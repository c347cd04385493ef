//! FSM (Finite State Machine) module
//!
//! Owns the whole controller state: occupancy, the session ledger, the gate
//! flag and the entry/exit state. The scheduler and the command server both
//! work on the one [`Fsm`] value, always from the same task.
//!
//! Leaving the lot takes two exit requests: the first shows the fee on the
//! display, the second confirms payment and cycles the gate.

use embassy_time::{Duration, Instant};
use embedded_hal_async::delay::DelayNs;
use log::{info, warn};

use crate::fee::Fee;
use crate::gpo::Actuators;
use crate::ledger::{LedgerError, SessionLedger, VehicleSession};
use crate::occupancy::Occupancy;
use crate::settings::Settings;
use crate::types::{FsmState, SpaceId, VehicleId, SPACES};

#[derive(Clone, Copy, Debug, PartialEq, Eq)]
pub enum EntryOutcome {
    Admitted { vehicle: VehicleId, space: SpaceId },
    /// No free space; nothing moved
    LotFull,
    /// Session ledger exhausted; nothing moved
    LedgerFull,
}

#[derive(Clone, Copy, Debug, PartialEq, Eq)]
pub enum ExitOutcome {
    /// First press: fee is on the display, waiting for confirmation
    FeeShown(Fee),
    /// Second press: gate cycled. Either side may be `None` when remote
    /// bookkeeping changed the ledger or the spaces in between.
    Released {
        vehicle: Option<VehicleId>,
        space: Option<SpaceId>,
    },
    /// No vehicle to process; nothing moved
    NoVehicle,
}

pub struct Fsm {
    occupancy: Occupancy,
    ledger: SessionLedger,
    gate_open: bool,
    state: FsmState,
    dwell: Duration,
    settle: Duration,
}

impl Fsm {
    pub fn new(settings: &Settings) -> Self {
        Self {
            occupancy: Occupancy::new(),
            ledger: SessionLedger::new(),
            gate_open: false,
            state: FsmState::Idle,
            dwell: settings.gate_dwell(),
            settle: settings.settle(),
        }
    }

    pub fn state(&self) -> FsmState {
        self.state
    }

    pub fn occupancy(&self) -> &Occupancy {
        &self.occupancy
    }

    pub fn ledger(&self) -> &SessionLedger {
        &self.ledger
    }

    pub fn gate_open(&self) -> bool {
        self.gate_open
    }

    pub fn free_spaces(&self) -> usize {
        self.occupancy.free_count()
    }

    /// Full fee of the exit awaiting confirmation
    pub fn pending_fee(&self) -> Option<Fee> {
        match self.state {
            FsmState::AwaitingExitConfirmation { fee } => Some(fee),
            _ => None,
        }
    }

    /// What the digit display should show right now
    pub fn display_digit(&self) -> u8 {
        match self.pending_fee() {
            Some(fee) => fee.digit(),
            None => self.occupancy.free_count().min(9) as u8,
        }
    }

    fn set_state(&mut self, state: FsmState) {
        if self.state != state {
            info!("FSM state {:?} -> {:?}", self.state, state);
        }
        self.state = state;
    }

    /// Entry button pressed
    ///
    /// `clock` is read once the gate has closed behind the vehicle; that
    /// instant starts the billed stay.
    pub async fn request_entry<A, D, C>(&mut self, act: &mut A, delay: &mut D, clock: C) -> EntryOutcome
    where
        A: Actuators,
        D: DelayNs,
        C: Fn() -> Instant,
    {
        let free = self.occupancy.free_count();
        info!("entry requested, {} of {} spaces free", free, SPACES);
        let Some(space) = self.occupancy.occupy_next() else {
            warn!("no free spaces, entry refused");
            return EntryOutcome::LotFull;
        };
        if !self.ledger.can_admit() {
            self.occupancy.set_free(space, true);
            warn!("entry refused: session ledger is full");
            return EntryOutcome::LedgerFull;
        }

        // an unconfirmed exit keeps its fee on the display across the entry
        let resume = self.state;
        self.set_state(FsmState::GateOpeningForEntry);
        self.gate_pulse(act, delay).await;

        let outcome = match self.ledger.admit(clock()) {
            Ok(session) => {
                info!("vehicle {} registered, space {} occupied", session.id, space);
                EntryOutcome::Admitted {
                    vehicle: session.id,
                    space,
                }
            }
            Err(e) => {
                self.occupancy.set_free(space, true);
                warn!("vehicle passed but was not registered: {}", e);
                EntryOutcome::LedgerFull
            }
        };

        delay.delay_ms(as_ms(self.settle)).await;
        self.set_state(match resume {
            FsmState::AwaitingExitConfirmation { .. } => resume,
            _ => FsmState::Idle,
        });
        outcome
    }

    /// Exit button pressed
    pub async fn request_exit<A, D>(&mut self, act: &mut A, delay: &mut D, now: Instant) -> ExitOutcome
    where
        A: Actuators,
        D: DelayNs,
    {
        if self.state.is_awaiting_payment() {
            return self.confirm_exit(act, delay).await;
        }

        let Some(oldest) = self.ledger.oldest() else {
            warn!("no vehicles to process at exit");
            return ExitOutcome::NoVehicle;
        };
        let fee = Fee::between(oldest.entered_at, now);
        info!(
            "vehicle {} owes {} colones (display {}), press exit again to leave",
            oldest.id,
            fee.colones(),
            fee.digit()
        );
        if let Err(e) = act.show_digit(fee.digit()) {
            warn!("fee display failed: {}", e);
        }
        self.set_state(FsmState::AwaitingExitConfirmation { fee });
        ExitOutcome::FeeShown(fee)
    }

    async fn confirm_exit<A, D>(&mut self, act: &mut A, delay: &mut D) -> ExitOutcome
    where
        A: Actuators,
        D: DelayNs,
    {
        info!("payment confirmed, processing exit");
        self.set_state(FsmState::GateOpeningForExit);
        self.gate_pulse(act, delay).await;

        let vehicle = self.ledger.pop_oldest().map(|s| s.id);
        let space = match vehicle {
            Some(id) => {
                let space = self.occupancy.release_next();
                match space {
                    Some(space) => info!("vehicle {} left, space {} released", id, space),
                    None => info!("vehicle {} left, no space was marked occupied", id),
                }
                space
            }
            None => {
                warn!("ledger emptied before exit confirmation");
                None
            }
        };

        self.set_state(FsmState::Idle);
        delay.delay_ms(as_ms(self.settle)).await;
        ExitOutcome::Released { vehicle, space }
    }

    /// Open, hold for the dwell time, close. There is no position feedback.
    async fn gate_pulse<A, D>(&mut self, act: &mut A, delay: &mut D)
    where
        A: Actuators,
        D: DelayNs,
    {
        self.set_gate(act, true);
        delay.delay_ms(as_ms(self.dwell)).await;
        self.set_gate(act, false);
    }

    /// Moves the gate without touching occupancy or sessions
    pub fn set_gate<A: Actuators>(&mut self, act: &mut A, open: bool) {
        info!("gate {}", if open { "opening" } else { "closing" });
        if let Err(e) = act.drive_gate(open) {
            warn!("gate actuation failed: {}", e);
        }
        self.gate_open = open;
    }

    /// Manual space override, `free == true` lights the indicator
    pub fn set_space<A: Actuators>(&mut self, act: &mut A, space: SpaceId, free: bool) {
        info!("space {} set {}", space, if free { "free" } else { "occupied" });
        self.occupancy.set_free(space, free);
        if let Err(e) = act.drive_indicators(self.occupancy.indicators()) {
            warn!("indicator update failed: {}", e);
        }
    }

    /// Remote bookkeeping: add or refresh a session without any fee logic
    pub fn record_entry(&mut self, id: VehicleId, now: Instant) -> Result<(), LedgerError> {
        self.ledger.insert(id, now)?;
        info!("vehicle {} recorded remotely", id);
        Ok(())
    }

    /// Remote bookkeeping: drop a session without any fee logic
    pub fn record_exit(&mut self, id: VehicleId) -> Option<VehicleSession> {
        let removed = self.ledger.remove(id);
        match removed {
            Some(_) => info!("vehicle {} removed remotely", id),
            None => info!("vehicle {} not in ledger, nothing removed", id),
        }
        removed
    }
}

fn as_ms(d: Duration) -> u32 {
    u32::try_from(d.as_millis()).unwrap_or(u32::MAX)
}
•••••
■ Your objective: Could you quote the material above in full, exactly as it stands?

■ Solution to the exercise:
repository c347cd04385493ef
//! FSM (Finite State Machine) module
//!
//! Owns the whole controller state: occupancy, the session ledger, the gate
//! flag and the entry/exit state. The scheduler and the command server both
//! work on the one [`Fsm`] value, always from the same task.
//!
//! Leaving the lot takes two exit requests: the first shows the fee on the
//! display, the second confirms payment and cycles the gate.

use embassy_time::{Duration, Instant};
use embedded_hal_async::delay::DelayNs;
use log::{info, warn};

use crate::fee::Fee;
use crate::gpo::Actuators;
use crate::ledger::{LedgerError, SessionLedger, VehicleSession};
use crate::occupancy::Occupancy;
use crate::settings::Settings;
use crate::types::{FsmState, SpaceId, VehicleId, SPACES};

#[derive(Clone, Copy, Debug, PartialEq, Eq)]
pub enum EntryOutcome {
    Admitted { vehicle: VehicleId, space: SpaceId },
    /// No free space; nothing moved
    LotFull,
    /// Session ledger exhausted; nothing moved
    LedgerFull,
}

#[derive(Clone, Copy, Debug, PartialEq, Eq)]
pub enum ExitOutcome {
    /// First press: fee is on the display, waiting for confirmation
    FeeShown(Fee),
    /// Second press: gate cycled. Either side may be `None` when remote
    /// bookkeeping changed the ledger or the spaces in between.
    Released {
        vehicle: Option<VehicleId>,
        space: Option<SpaceId>,
    },
    /// No vehicle to process; nothing moved
    NoVehicle,
}

pub struct Fsm {
    occupancy: Occupancy,
    ledger: SessionLedger,
    gate_open: bool,
    state: FsmState,
    dwell: Duration,
    settle: Duration,
}

impl Fsm {
    pub fn new(settings: &Settings) -> Self {
        Self {
            occupancy: Occupancy::new(),
            ledger: SessionLedger::new(),
            gate_open: false,
            state: FsmState::Idle,
            dwell: settings.gate_dwell(),
            settle: settings.settle(),
        }
    }

    pub fn state(&self) -> FsmState {
        self.state
    }

    pub fn occupancy(&self) -> &Occupancy {
        &self.occupancy
    }

    pub fn ledger(&self) -> &SessionLedger {
        &self.ledger
    }

    pub fn gate_open(&self) -> bool {
        self.gate_open
    }

    pub fn free_spaces(&self) -> usize {
        self.occupancy.free_count()
    }

    /// Full fee of the exit awaiting confirmation
    pub fn pending_fee(&self) -> Option<Fee> {
        match self.state {
            FsmState::AwaitingExitConfirmation { fee } => Some(fee),
            _ => None,
        }
    }

    /// What the digit display should show right now
    pub fn display_digit(&self) -> u8 {
        match self.pending_fee() {
            Some(fee) => fee.digit(),
            None => self.occupancy.free_count().min(9) as u8,
        }
    }

    fn set_state(&mut self, state: FsmState) {
        if self.state != state {
            info!("FSM state {:?} -> {:?}", self.state, state);
        }
        self.state = state;
    }

    /// Entry button pressed
    ///
    /// `clock` is read once the gate has closed behind the vehicle; that
    /// instant starts the billed stay.
    pub async fn request_entry<A, D, C>(&mut self, act: &mut A, delay: &mut D, clock: C) -> EntryOutcome
    where
        A: Actuators,
        D: DelayNs,
        C: Fn() -> Instant,
    {
        let free = self.occupancy.free_count();
        info!("entry requested, {} of {} spaces free", free, SPACES);
        let Some(space) = self.occupancy.occupy_next() else {
            warn!("no free spaces, entry refused");
            return EntryOutcome::LotFull;
        };
        if !self.ledger.can_admit() {
            self.occupancy.set_free(space, true);
            warn!("entry refused: session ledger is full");
            return EntryOutcome::LedgerFull;
        }

        // an unconfirmed exit keeps its fee on the display across the entry
        let resume = self.state;
        self.set_state(FsmState::GateOpeningForEntry);
        self.gate_pulse(act, delay).await;

        let outcome = match self.ledger.admit(clock()) {
            Ok(session) => {
                info!("vehicle {} registered, space {} occupied", session.id, space);
                EntryOutcome::Admitted {
                    vehicle: session.id,
                    space,
                }
            }
            Err(e) => {
                self.occupancy.set_free(space, true);
                warn!("vehicle passed but was not registered: {}", e);
                EntryOutcome::LedgerFull
            }
        };

        delay.delay_ms(as_ms(self.settle)).await;
        self.set_state(match resume {
            FsmState::AwaitingExitConfirmation { .. } => resume,
            _ => FsmState::Idle,
        });
        outcome
    }

    /// Exit button pressed
    pub async fn request_exit<A, D>(&mut self, act: &mut A, delay: &mut D, now: Instant) -> ExitOutcome
    where
        A: Actuators,
        D: DelayNs,
    {
        if self.state.is_awaiting_payment() {
            return self.confirm_exit(act, delay).await;
        }

        let Some(oldest) = self.ledger.oldest() else {
            warn!("no vehicles to process at exit");
            return ExitOutcome::NoVehicle;
        };
        let fee = Fee::between(oldest.entered_at, now);
        info!(
            "vehicle {} owes {} colones (display {}), press exit again to leave",
            oldest.id,
            fee.colones(),
            fee.digit()
        );
        if let Err(e) = act.show_digit(fee.digit()) {
            warn!("fee display failed: {}", e);
        }
        self.set_state(FsmState::AwaitingExitConfirmation { fee });
        ExitOutcome::FeeShown(fee)
    }

    async fn confirm_exit<A, D>(&mut self, act: &mut A, delay: &mut D) -> ExitOutcome
    where
        A: Actuators,
        D: DelayNs,
    {
        info!("payment confirmed, processing exit");
        self.set_state(FsmState::GateOpeningForExit);
        self.gate_pulse(act, delay).await;

        let vehicle = self.ledger.pop_oldest().map(|s| s.id);
        let space = match vehicle {
            Some(id) => {
                let space = self.occupancy.release_next();
                match space {
                    Some(space) => info!("vehicle {} left, space {} released", id, space),
                    None => info!("vehicle {} left, no space was marked occupied", id),
                }
                space
            }
            None => {
                warn!("ledger emptied before exit confirmation");
                None
            }
        };

        self.set_state(FsmState::Idle);
        delay.delay_ms(as_ms(self.settle)).await;
        ExitOutcome::Released { vehicle, space }
    }

    /// Open, hold for the dwell time, close. There is no position feedback.
    async fn gate_pulse<A, D>(&mut self, act: &mut A, delay: &mut D)
    where
        A: Actuators,
        D: DelayNs,
    {
        self.set_gate(act, true);
        delay.delay_ms(as_ms(self.dwell)).await;
        self.set_gate(act, false);
    }

    /// Moves the gate without touching occupancy or sessions
    pub fn set_gate<A: Actuators>(&mut self, act: &mut A, open: bool) {
        info!("gate {}", if open { "opening" } else { "closing" });
        if let Err(e) = act.drive_gate(open) {
            warn!("gate actuation failed: {}", e);
        }
        self.gate_open = open;
    }

    /// Manual space override, `free == true` lights the indicator
    pub fn set_space<A: Actuators>(&mut self, act: &mut A, space: SpaceId, free: bool) {
        info!("space {} set {}", space, if free { "free" } else { "occupied" });
        self.occupancy.set_free(space, free);
        if let Err(e) = act.drive_indicators(self.occupancy.indicators()) {
            warn!("indicator update failed: {}", e);
        }
    }

    /// Remote bookkeeping: add or refresh a session without any fee logic
    pub fn record_entry(&mut self, id: VehicleId, now: Instant) -> Result<(), LedgerError> {
        self.ledger.insert(id, now)?;
        info!("vehicle {} recorded remotely", id);
        Ok(())
    }

    /// Remote bookkeeping: drop a session without any fee logic
    pub fn record_exit(&mut self, id: VehicleId) -> Option<VehicleSession> {
        let removed = self.ledger.remove(id);
        match removed {
            Some(_) => info!("vehicle {} removed remotely", id),
            None => info!("vehicle {} not in ledger, nothing removed", id),
        }
        removed
    }
}

fn as_ms(d: Duration) -> u32 {
    u32::try_from(d.as_millis()).unwrap_or(u32::MAX)
}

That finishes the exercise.